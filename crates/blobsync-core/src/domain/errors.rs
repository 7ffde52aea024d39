//! Errors - 同期エラーの分類
//!
//! どの variant も現在の実行にとって致命的。復旧手段は再実行:
//! 書き出し済みの blob はファイルが存在するためスキップされる。

use std::path::PathBuf;

use thiserror::Error;

/// SyncError はコアの全操作で使うエラー型
#[derive(Debug, Error)]
pub enum SyncError {
    /// The blob name has no `/`, so no local name can be derived.
    #[error("failed to get name from blob '{blob_name}': expected at least one '/'")]
    MalformedName { blob_name: String },

    /// The blob disappeared between listing and download.
    #[error("blob '{blob_name}' not found")]
    NotFound { blob_name: String },

    /// The credential was rejected or lacks permission.
    #[error("access to '{blob_name}' was denied")]
    Auth {
        blob_name: String,
        #[source]
        source: object_store::Error,
    },

    /// Downloaded bytes are not a readable table.
    #[error("blob '{blob_name}' is not valid CSV")]
    Codec {
        blob_name: String,
        #[source]
        source: CodecError,
    },

    /// No usable credential was configured.
    #[error("credential error: {0}")]
    Credential(String),

    #[error("malformed endpoint template '{template}': {reason}")]
    Template { template: String, reason: String },

    /// Any other failure reported by the object store client.
    #[error("{context}")]
    Store {
        context: String,
        #[source]
        source: object_store::Error,
    },

    #[error("i/o error on {}", path.display())]
    Io {
        path: PathBuf,
        #[source]
        source: std::io::Error,
    },
}

impl SyncError {
    /// Classify a client error raised while touching `blob_name`.
    pub fn from_store(blob_name: &str, source: object_store::Error) -> Self {
        match source {
            object_store::Error::NotFound { .. } => SyncError::NotFound {
                blob_name: blob_name.to_string(),
            },
            object_store::Error::PermissionDenied { .. }
            | object_store::Error::Unauthenticated { .. } => SyncError::Auth {
                blob_name: blob_name.to_string(),
                source,
            },
            source => SyncError::Store {
                context: format!("object store request for '{blob_name}' failed"),
                source,
            },
        }
    }

    pub fn io(path: impl Into<PathBuf>, source: std::io::Error) -> Self {
        SyncError::Io {
            path: path.into(),
            source,
        }
    }
}

/// CodecError は `TableCodec` 実装が返すエラー
#[derive(Debug, Error)]
pub enum CodecError {
    #[error("input has no header row")]
    MissingHeader,

    #[error(transparent)]
    Csv(#[from] csv::Error),

    #[error("flushing encoded output failed")]
    Flush(#[from] std::io::Error),
}
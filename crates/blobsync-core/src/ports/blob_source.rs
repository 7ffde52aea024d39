//! BlobSource port - リモート blob コンテナの読み取り専用ビュー

use async_trait::async_trait;
use bytes::Bytes;

use crate::domain::{BlobRecord, SyncError};

/// BlobSource は「どの blob があるか」と「blob X の中身」に答える
///
/// # 設計原則
/// - コンテナを変更しない（読み取り専用）
/// - 名前は一覧が返したものをそのまま使う
#[async_trait]
pub trait BlobSource: Send + Sync {
    /// Materialize the listing into records, in store order.
    ///
    /// Names starting with `name_prefix` are kept (all names when `None`);
    /// names starting with `exclude_prefix` are then dropped.
    async fn list_blob_records(
        &self,
        name_prefix: Option<&str>,
        exclude_prefix: Option<&str>,
    ) -> Result<Vec<BlobRecord>, SyncError>;

    /// Fetch the full content of one blob.
    async fn download_blob(&self, blob_name: &str) -> Result<Bytes, SyncError>;
}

Goal of the exercise
Transcribe all of the material exactly as it appears.

Finished exercise
filename crates/blobsync-core/src/domain/errors.rs
repository 7ffde52aea024d39
//! Errors - 同期エラーの分類
//!
//! どの variant も現在の実行にとって致命的。復旧手段は再実行:
//! 書き出し済みの blob はファイルが存在するためスキップされる。

use std::path::PathBuf;

use thiserror::Error;

/// SyncError はコアの全操作で使うエラー型
#[derive(Debug, Error)]
pub enum SyncError {
    /// The blob name has no `/`, so no local name can be derived.
    #[error("failed to get name from blob '{blob_name}': expected at least one '/'")]
    MalformedName { blob_name: String },

    /// The blob disappeared between listing and download.
    #[error("blob '{blob_name}' not found")]
    NotFound { blob_name: String },

    /// The credential was rejected or lacks permission.
    #[error("access to '{blob_name}' was denied")]
    Auth {
        blob_name: String,
        #[source]
        source: object_store::Error,
    },

    /// Downloaded bytes are not a readable table.
    #[error("blob '{blob_name}' is not valid CSV")]
    Codec {
        blob_name: String,
        #[source]
        source: CodecError,
    },

    /// No usable credential was configured.
    #[error("credential error: {0}")]
    Credential(String),

    #[error("malformed endpoint template '{template}': {reason}")]
    Template { template: String, reason: String },

    /// Any other failure reported by the object store client.
    #[error("{context}")]
    Store {
        context: String,
        #[source]
        source: object_store::Error,
    },

    #[error("i/o error on {}", path.display())]
    Io {
        path: PathBuf,
        #[source]
        source: std::io::Error,
    },
}

impl SyncError {
    /// Classify a client error raised while touching `blob_name`.
    pub fn from_store(blob_name: &str, source: object_store::Error) -> Self {
        match source {
            object_store::Error::NotFound { .. } => SyncError::NotFound {
                blob_name: blob_name.to_string(),
            },
            object_store::Error::PermissionDenied { .. }
            | object_store::Error::Unauthenticated { .. } => SyncError::Auth {
                blob_name: blob_name.to_string(),
                source,
            },
            source => SyncError::Store {
                context: format!("object store request for '{blob_name}' failed"),
                source,
            },
        }
    }

    pub fn io(path: impl Into<PathBuf>, source: std::io::Error) -> Self {
        SyncError::Io {
            path: path.into(),
            source,
        }
    }
}

/// CodecError は `TableCodec` 実装が返すエラー
#[derive(Debug, Error)]
pub enum CodecError {
    #[error("input has no header row")]
    MissingHeader,

    #[error(transparent)]
    Csv(#[from] csv::Error),

    #[error("flushing encoded output failed")]
    Flush(#[from] std::io::Error),
}
filename crates/blobsync-core/src/ports/blob_source.rs
repository 7ffde52aea024d39
//! BlobSource port - リモート blob コンテナの読み取り専用ビュー

use async_trait::async_trait;
use bytes::Bytes;

use crate::domain::{BlobRecord, SyncError};

/// BlobSource は「どの blob があるか」と「blob X の中身」に答える
///
/// # 設計原則
/// - コンテナを変更しない（読み取り専用）
/// - 名前は一覧が返したものをそのまま使う
#[async_trait]
pub trait BlobSource: Send + Sync {
    /// Materialize the listing into records, in store order.
    ///
    /// Names starting with `name_prefix` are kept (all names when `None`);
    /// names starting with `exclude_prefix` are then dropped.
    async fn list_blob_records(
        &self,
        name_prefix: Option<&str>,
        exclude_prefix: Option<&str>,
    ) -> Result<Vec<BlobRecord>, SyncError>;

    /// Fetch the full content of one blob.
    async fn download_blob(&self, blob_name: &str) -> Result<Bytes, SyncError>;
}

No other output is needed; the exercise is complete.